◆ **Available records**:
-=-=-

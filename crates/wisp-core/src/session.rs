//! Per-peer connection handle.

use crate::error::{NodeError, Result};
use crate::message::Message;
use std::sync::atomic::{AtomicU8, Ordering};
use std::sync::Arc;
use tokio::sync::{Mutex, MutexGuard};
use wisp_transport::{FrameSink, PeerId};

/// Connection lifecycle state
#[derive(Debug, Clone, Copy, PartialEq, Eq)]
#[repr(u8)]
pub enum ConnectionState {
    /// Outbound connection is being opened
    Connecting = 0,
    /// Connection is usable
    Open = 1,
    /// Connection is gone; terminal
    Closed = 2,
}

impl ConnectionState {
    fn from_u8(value: u8) -> Self {
        match value {
            0 => Self::Connecting,
            1 => Self::Open,
            _ => Self::Closed,
        }
    }
}

impl std::fmt::Display for ConnectionState {
    fn fmt(&self, f: &mut std::fmt::Formatter<'_>) -> std::fmt::Result {
        match self {
            Self::Connecting => write!(f, "Connecting"),
            Self::Open => write!(f, "Open"),
            Self::Closed => write!(f, "Closed"),
        }
    }
}

/// An open connection to one remote peer
///
/// Cloning the surrounding `Arc` is how the session manager shares a
/// connection between its reader task and senders.
pub struct PeerConnection {
    peer_id: PeerId,
    sink: Arc<dyn FrameSink>,
    state: AtomicU8,
    send_lock: Mutex<()>,
}

impl PeerConnection {
    /// Wrap an established channel
    pub fn new(peer_id: PeerId, sink: Arc<dyn FrameSink>) -> Self {
        Self {
            peer_id,
            sink,
            state: AtomicU8::new(ConnectionState::Open as u8),
            send_lock: Mutex::new(()),
        }
    }

    /// Remote peer id
    pub fn peer_id(&self) -> &str {
        &self.peer_id
    }

    /// Current lifecycle state
    pub fn state(&self) -> ConnectionState {
        let state = ConnectionState::from_u8(self.state.load(Ordering::Acquire));
        if state == ConnectionState::Open && self.sink.is_closed() {
            ConnectionState::Closed
        } else {
            state
        }
    }

    /// Returns true while messages can be sent
    pub fn is_open(&self) -> bool {
        self.state() == ConnectionState::Open
    }

    /// Serialize whole send sequences on this connection
    ///
    /// Hold the guard for the duration of a multi-message transfer so chunks
    /// of two files never interleave.
    pub async fn lock_send(&self) -> MutexGuard<'_, ()> {
        self.send_lock.lock().await
    }

    /// Encode and send one message
    ///
    /// # Errors
    ///
    /// Returns [`NodeError::ConnectionLost`] if the connection is closed or
    /// closes during the send.
    pub async fn send(&self, message: &Message) -> Result<()> {
        if !self.is_open() {
            return Err(NodeError::ConnectionLost(self.peer_id.clone()));
        }

        let frame = message.encode()?;
        tracing::trace!(
            "Sending {} ({} bytes) to {}",
            message.data_type(),
            frame.len(),
            self.peer_id
        );

        self.sink.send_frame(frame).await.map_err(|e| {
            tracing::debug!("Send to {} failed: {}", self.peer_id, e);
            self.mark_closed();
            NodeError::ConnectionLost(self.peer_id.clone())
        })
    }

    /// Close the channel; idempotent
    pub async fn close(&self) {
        self.mark_closed();
        self.sink.close().await;
    }

    pub(crate) fn mark_closed(&self) {
        self.state.store(ConnectionState::Closed as u8, Ordering::Release);
    }
}

impl std::fmt::Debug for PeerConnection {
    fn fmt(&self, f: &mut std::fmt::Formatter<'_>) -> std::fmt::Result {
        f.debug_struct("PeerConnection")
            .field("peer_id", &self.peer_id)
            .field("state", &self.state())
            .finish_non_exhaustive()
    }
}

#[cfg(test)]
mod tests {
    use super::*;
    use wisp_transport::{MemoryNetwork, Transport};

    async fn connected_pair() -> (PeerConnection, wisp_transport::Connection) {
        let network = MemoryNetwork::new();
        let alice = network.transport_with_id("alice");
        let bob = network.transport_with_id("bob");
        alice.listen().await.unwrap();
        let mut bob_listener = bob.listen().await.unwrap();

        let outbound = alice.dial(&"alice".to_string(), &"bob".to_string()).await.unwrap();
        let inbound = bob_listener.incoming.recv().await.unwrap();
        (PeerConnection::new(outbound.remote, outbound.sink), inbound)
    }

    #[tokio::test]
    async fn test_send_delivers_encoded_message() {
        let (conn, mut inbound) = connected_pair().await;
        assert_eq!(conn.peer_id(), "bob");
        assert_eq!(conn.state(), ConnectionState::Open);

        conn.send(&Message::Other("hello".into())).await.unwrap();

        let frame = inbound.frames.recv().await.unwrap();
        assert_eq!(Message::decode(&frame).unwrap(), Message::Other("hello".into()));
    }

    #[tokio::test]
    async fn test_send_after_close_is_connection_lost() {
        let (conn, _inbound) = connected_pair().await;
        conn.close().await;

        assert_eq!(conn.state(), ConnectionState::Closed);
        let result = conn.send(&Message::Other("late".into())).await;
        assert!(matches!(result, Err(NodeError::ConnectionLost(ref peer)) if peer == "bob"));
    }

    #[tokio::test]
    async fn test_remote_drop_is_connection_lost() {
        let (conn, inbound) = connected_pair().await;
        drop(inbound);

        let result = conn.send(&Message::Other("anyone?".into())).await;
        assert!(matches!(result, Err(NodeError::ConnectionLost(_))));
        assert!(!conn.is_open());
    }

    #[test]
    fn test_state_display() {
        assert_eq!(ConnectionState::Connecting.to_string(), "Connecting");
        assert_eq!(ConnectionState::from_u8(2), ConnectionState::Closed);
    }
}
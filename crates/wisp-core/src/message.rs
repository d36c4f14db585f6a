//! Wire messages.
//!
//! Every frame on a connection carries exactly one [`Message`], encoded with
//! `bincode`. A file transfer is the sequence
//!
//! ```text
//! KeyExchange ─┬─ File                                     (payload fits one chunk)
//!              └─ FileChunk::Metadata, FileChunk::Chunk*, FileComplete
//! ```

use crate::error::Result;
use bincode::Options;
use serde::{Deserialize, Serialize};
use std::fmt;
use wisp_crypto::NONCE_SIZE;
use wisp_files::TransferId;
use wisp_transport::MAX_FRAME_SIZE;

/// Message kind discriminator
#[derive(Debug, Clone, Copy, PartialEq, Eq, Serialize, Deserialize)]
pub enum DataType {
    /// Per-transfer key handed to the receiver
    KeyExchange,
    /// Whole file in one message
    File,
    /// Chunked transfer metadata or payload piece
    FileChunk,
    /// End of a chunked transfer
    FileComplete,
    /// Plain text
    Other,
}

impl fmt::Display for DataType {
    fn fmt(&self, f: &mut fmt::Formatter<'_>) -> fmt::Result {
        match self {
            Self::KeyExchange => write!(f, "KEY_EXCHANGE"),
            Self::File => write!(f, "FILE"),
            Self::FileChunk => write!(f, "FILE_CHUNK"),
            Self::FileComplete => write!(f, "FILE_COMPLETE"),
            Self::Other => write!(f, "OTHER"),
        }
    }
}

/// Chunked transfer messages
#[derive(Clone, PartialEq, Eq, Serialize, Deserialize)]
pub enum FileChunk {
    /// Announces a chunked transfer; always precedes its chunks
    Metadata {
        /// Fresh random transfer id
        transfer_id: TransferId,
        /// Original file name
        file_name: String,
        /// MIME type
        file_type: String,
        /// Number of chunks that follow
        total_chunks: u64,
        /// Nonce the whole payload was encrypted under
        nonce: [u8; NONCE_SIZE],
    },
    /// One slice of the encrypted payload
    Chunk {
        /// Transfer this chunk belongs to
        transfer_id: TransferId,
        /// Zero-based index
        chunk_index: u64,
        /// Number of chunks in the transfer
        total_chunks: u64,
        /// Chunk bytes
        data: Vec<u8>,
    },
}

impl fmt::Debug for FileChunk {
    fn fmt(&self, f: &mut fmt::Formatter<'_>) -> fmt::Result {
        match self {
            Self::Metadata {
                transfer_id,
                file_name,
                total_chunks,
                ..
            } => f
                .debug_struct("Metadata")
                .field("transfer_id", transfer_id)
                .field("file_name", file_name)
                .field("total_chunks", total_chunks)
                .finish_non_exhaustive(),
            Self::Chunk {
                transfer_id,
                chunk_index,
                total_chunks,
                data,
            } => f
                .debug_struct("Chunk")
                .field("transfer_id", transfer_id)
                .field("chunk_index", chunk_index)
                .field("total_chunks", total_chunks)
                .field("len", &data.len())
                .finish(),
        }
    }
}

/// A protocol message
#[derive(Clone, PartialEq, Eq, Serialize, Deserialize)]
pub enum Message {
    /// Raw symmetric key for the transfer that follows
    KeyExchange {
        /// File the key is meant for
        file_name: String,
        /// Exported key bytes
        key: Vec<u8>,
    },
    /// A whole file in a single message
    File {
        /// File name
        file_name: String,
        /// MIME type
        file_type: String,
        /// Payload, ciphertext when `encrypted`
        data: Vec<u8>,
        /// Nonce, present when `encrypted`
        nonce: Option<[u8; NONCE_SIZE]>,
        /// Whether `data` is ciphertext
        encrypted: bool,
    },
    /// Chunked transfer traffic
    FileChunk(FileChunk),
    /// All chunks of the transfer have been sent
    FileComplete {
        /// Completed transfer
        transfer_id: TransferId,
    },
    /// Free-form text
    Other(String),
}

impl Message {
    /// Kind of this message
    pub fn data_type(&self) -> DataType {
        match self {
            Self::KeyExchange { .. } => DataType::KeyExchange,
            Self::File { .. } => DataType::File,
            Self::FileChunk(_) => DataType::FileChunk,
            Self::FileComplete { .. } => DataType::FileComplete,
            Self::Other(_) => DataType::Other,
        }
    }

    /// Encode for the wire
    ///
    /// # Errors
    ///
    /// Returns `NodeError::Serialization` if the message exceeds the frame
    /// limit.
    pub fn encode(&self) -> Result<Vec<u8>> {
        Ok(wire_options().serialize(self)?)
    }

    /// Decode a received frame
    ///
    /// # Errors
    ///
    /// Returns `NodeError::Serialization` for malformed or oversized input.
    pub fn decode(bytes: &[u8]) -> Result<Self> {
        Ok(wire_options().deserialize(bytes)?)
    }
}

fn wire_options() -> impl Options {
    bincode::DefaultOptions::new()
        .with_limit(MAX_FRAME_SIZE as u64)
        .reject_trailing_bytes()
}

// Key bytes and payloads stay out of logs
impl fmt::Debug for Message {
    fn fmt(&self, f: &mut fmt::Formatter<'_>) -> fmt::Result {
        match self {
            Self::KeyExchange { file_name, .. } => f
                .debug_struct("KeyExchange")
                .field("file_name", file_name)
                .finish_non_exhaustive(),
            Self::File {
                file_name,
                file_type,
                data,
                encrypted,
                ..
            } => f
                .debug_struct("File")
                .field("file_name", file_name)
                .field("file_type", file_type)
                .field("len", &data.len())
                .field("encrypted", encrypted)
                .finish_non_exhaustive(),
            Self::FileChunk(chunk) => f.debug_tuple("FileChunk").field(chunk).finish(),
            Self::FileComplete { transfer_id } => f
                .debug_struct("FileComplete")
                .field("transfer_id", transfer_id)
                .finish(),
            Self::Other(text) => f.debug_tuple("Other").field(text).finish(),
        }
    }
}

#[cfg(test)]
mod tests {
    use super::*;
    use crate::error::NodeError;

    #[test]
    fn test_data_type() {
        let msg = Message::FileComplete {
            transfer_id: "t1".into(),
        };
        assert_eq!(msg.data_type(), DataType::FileComplete);
        assert_eq!(msg.data_type().to_string(), "FILE_COMPLETE");
        assert_eq!(Message::Other("hi".into()).data_type(), DataType::Other);
    }

    #[test]
    fn test_chunk_message_codec() {
        let msg = Message::FileChunk(FileChunk::Chunk {
            transfer_id: "0011223344556677".into(),
            chunk_index: 3,
            total_chunks: 4,
            data: vec![0xAB; 864],
        });

        let encoded = msg.encode().unwrap();
        assert_eq!(Message::decode(&encoded).unwrap(), msg);
    }

    #[test]
    fn test_metadata_carries_nonce() {
        let msg = Message::FileChunk(FileChunk::Metadata {
            transfer_id: "t1".into(),
            file_name: "a.bin".into(),
            file_type: "application/octet-stream".into(),
            total_chunks: 4,
            nonce: [7u8; NONCE_SIZE],
        });

        match Message::decode(&msg.encode().unwrap()).unwrap() {
            Message::FileChunk(FileChunk::Metadata { nonce, .. }) => assert_eq!(nonce, [7u8; 12]),
            other => panic!("unexpected message: {other:?}"),
        }
    }

    #[test]
    fn test_decode_garbage() {
        let result = Message::decode(&[0xFF, 0xFF, 0xFF, 0xFF, 0xFF]);
        assert!(matches!(result, Err(NodeError::Serialization(_))));
    }

    #[test]
    fn test_decode_rejects_trailing_bytes() {
        let mut encoded = Message::Other("hi".into()).encode().unwrap();
        encoded.push(0);
        assert!(Message::decode(&encoded).is_err());
    }

    #[test]
    fn test_debug_hides_key() {
        let msg = Message::KeyExchange {
            file_name: "a.txt".into(),
            key: vec![0x42; 32],
        };
        let debug = format!("{msg:?}");
        assert!(debug.contains("a.txt"));
        assert!(!debug.contains("66"));
    }
}
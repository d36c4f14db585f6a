//! `AES-256-GCM` AEAD encryption.
//!
//! Provides authenticated encryption for whole-file payloads:
//! - 256-bit keys
//! - 96-bit nonces, drawn fresh for every encryption
//! - 128-bit authentication tags appended to the ciphertext
//!
//! The protocol engine only talks to the [`CryptoProvider`] trait, so tests
//! and alternative backends can be swapped in without touching the engine.
//!
//! ## Usage
//!
//! ```
//! use wisp_crypto::{AesGcmProvider, CryptoProvider};
//!
//! let provider = AesGcmProvider::new();
//! let key = provider.generate_key().unwrap();
//! let nonce = provider.generate_nonce().unwrap();
//!
//! let ciphertext = provider.encrypt(&key, &nonce, b"secret").unwrap();
//! let plaintext = provider.decrypt(&key, &nonce, &ciphertext).unwrap();
//! assert_eq!(plaintext, b"secret");
//! ```

use crate::{CryptoError, KEY_SIZE, NONCE_SIZE, TAG_SIZE};
use aes_gcm::{
    Aes256Gcm, Key,
    aead::{Aead, KeyInit},
};
use rand_core::{OsRng, RngCore};
use std::fmt;
use zeroize::ZeroizeOnDrop;

/// AES-GCM nonce (12 bytes).
#[derive(Clone, Copy, Debug, PartialEq, Eq)]
pub struct Nonce([u8; NONCE_SIZE]);

impl Nonce {
    /// Create a nonce from raw bytes.
    #[must_use]
    pub fn from_bytes(bytes: [u8; NONCE_SIZE]) -> Self {
        Self(bytes)
    }

    /// Get raw bytes.
    #[must_use]
    pub fn as_bytes(&self) -> &[u8; NONCE_SIZE] {
        &self.0
    }
}

/// Symmetric AES-256-GCM key.
///
/// Key material is zeroized on drop and never printed.
#[derive(Clone, PartialEq, Eq, ZeroizeOnDrop)]
pub struct SymmetricKey([u8; KEY_SIZE]);

impl SymmetricKey {
    /// Create a key from raw bytes.
    #[must_use]
    pub fn new(bytes: [u8; KEY_SIZE]) -> Self {
        Self(bytes)
    }

    /// Create from slice.
    ///
    /// # Errors
    ///
    /// Returns `CryptoError::InvalidKeyLength` if slice length is not 32 bytes.
    pub fn from_slice(slice: &[u8]) -> Result<Self, CryptoError> {
        if slice.len() != KEY_SIZE {
            return Err(CryptoError::InvalidKeyLength {
                expected: KEY_SIZE,
                actual: slice.len(),
            });
        }
        let mut bytes = [0u8; KEY_SIZE];
        bytes.copy_from_slice(slice);
        Ok(Self(bytes))
    }

    /// Get raw key bytes.
    ///
    /// # Security
    ///
    /// Handle with extreme care - this exposes the raw key material.
    #[must_use]
    pub fn as_bytes(&self) -> &[u8; KEY_SIZE] {
        &self.0
    }

    fn cipher(&self) -> Aes256Gcm {
        Aes256Gcm::new(Key::<Aes256Gcm>::from_slice(&self.0))
    }
}

impl fmt::Debug for SymmetricKey {
    fn fmt(&self, f: &mut fmt::Formatter<'_>) -> fmt::Result {
        f.write_str("SymmetricKey(..)")
    }
}

/// Symmetric AEAD primitive consumed by the protocol engine.
///
/// Implementations must be safe to share across connection handlers.
pub trait CryptoProvider: Send + Sync {
    /// Generate a fresh symmetric key.
    ///
    /// # Errors
    ///
    /// Returns `CryptoError::RandomFailed` if no randomness is available.
    fn generate_key(&self) -> Result<SymmetricKey, CryptoError>;

    /// Serialize key material for transmission.
    fn export_key(&self, key: &SymmetricKey) -> Vec<u8>;

    /// Deserialize key material received from a peer.
    ///
    /// # Errors
    ///
    /// Returns `CryptoError::InvalidKeyLength` if `bytes` is not a raw key.
    fn import_key(&self, bytes: &[u8]) -> Result<SymmetricKey, CryptoError>;

    /// Draw a fresh nonce for a single encryption.
    ///
    /// # Errors
    ///
    /// Returns `CryptoError::RandomFailed` if no randomness is available.
    fn generate_nonce(&self) -> Result<Nonce, CryptoError>;

    /// Encrypt `plaintext`, returning ciphertext with the tag appended.
    ///
    /// # Errors
    ///
    /// Returns `CryptoError::EncryptionFailed` if AEAD encryption fails.
    fn encrypt(
        &self,
        key: &SymmetricKey,
        nonce: &Nonce,
        plaintext: &[u8],
    ) -> Result<Vec<u8>, CryptoError>;

    /// Decrypt and authenticate `ciphertext`.
    ///
    /// # Errors
    ///
    /// Returns `CryptoError::DecryptionFailed` on authentication failure.
    fn decrypt(
        &self,
        key: &SymmetricKey,
        nonce: &Nonce,
        ciphertext: &[u8],
    ) -> Result<Vec<u8>, CryptoError>;
}

/// `AES-256-GCM` provider backed by the OS CSPRNG.
#[derive(Debug, Clone, Copy, Default)]
pub struct AesGcmProvider;

impl AesGcmProvider {
    /// Create a new provider.
    #[must_use]
    pub fn new() -> Self {
        Self
    }
}

impl CryptoProvider for AesGcmProvider {
    fn generate_key(&self) -> Result<SymmetricKey, CryptoError> {
        let mut bytes = [0u8; KEY_SIZE];
        OsRng
            .try_fill_bytes(&mut bytes)
            .map_err(|_| CryptoError::RandomFailed)?;
        Ok(SymmetricKey::new(bytes))
    }

    fn export_key(&self, key: &SymmetricKey) -> Vec<u8> {
        key.as_bytes().to_vec()
    }

    fn import_key(&self, bytes: &[u8]) -> Result<SymmetricKey, CryptoError> {
        SymmetricKey::from_slice(bytes)
    }

    fn generate_nonce(&self) -> Result<Nonce, CryptoError> {
        crate::random::random_12().map(Nonce::from_bytes)
    }

    fn encrypt(
        &self,
        key: &SymmetricKey,
        nonce: &Nonce,
        plaintext: &[u8],
    ) -> Result<Vec<u8>, CryptoError> {
        key.cipher()
            .encrypt(aes_gcm::Nonce::from_slice(nonce.as_bytes()), plaintext)
            .map_err(|_| CryptoError::EncryptionFailed)
    }

    fn decrypt(
        &self,
        key: &SymmetricKey,
        nonce: &Nonce,
        ciphertext: &[u8],
    ) -> Result<Vec<u8>, CryptoError> {
        if ciphertext.len() < TAG_SIZE {
            return Err(CryptoError::DecryptionFailed);
        }

        key.cipher()
            .decrypt(aes_gcm::Nonce::from_slice(nonce.as_bytes()), ciphertext)
            .map_err(|_| CryptoError::DecryptionFailed)
    }
}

-=-=-

◆ **Instructions to follow**: Copy every line of the material above in which the string "single" can be found.

◆ **Response to this exercise**:
    /// A whole file in a single message
    /// Draw a fresh nonce for a single encryption.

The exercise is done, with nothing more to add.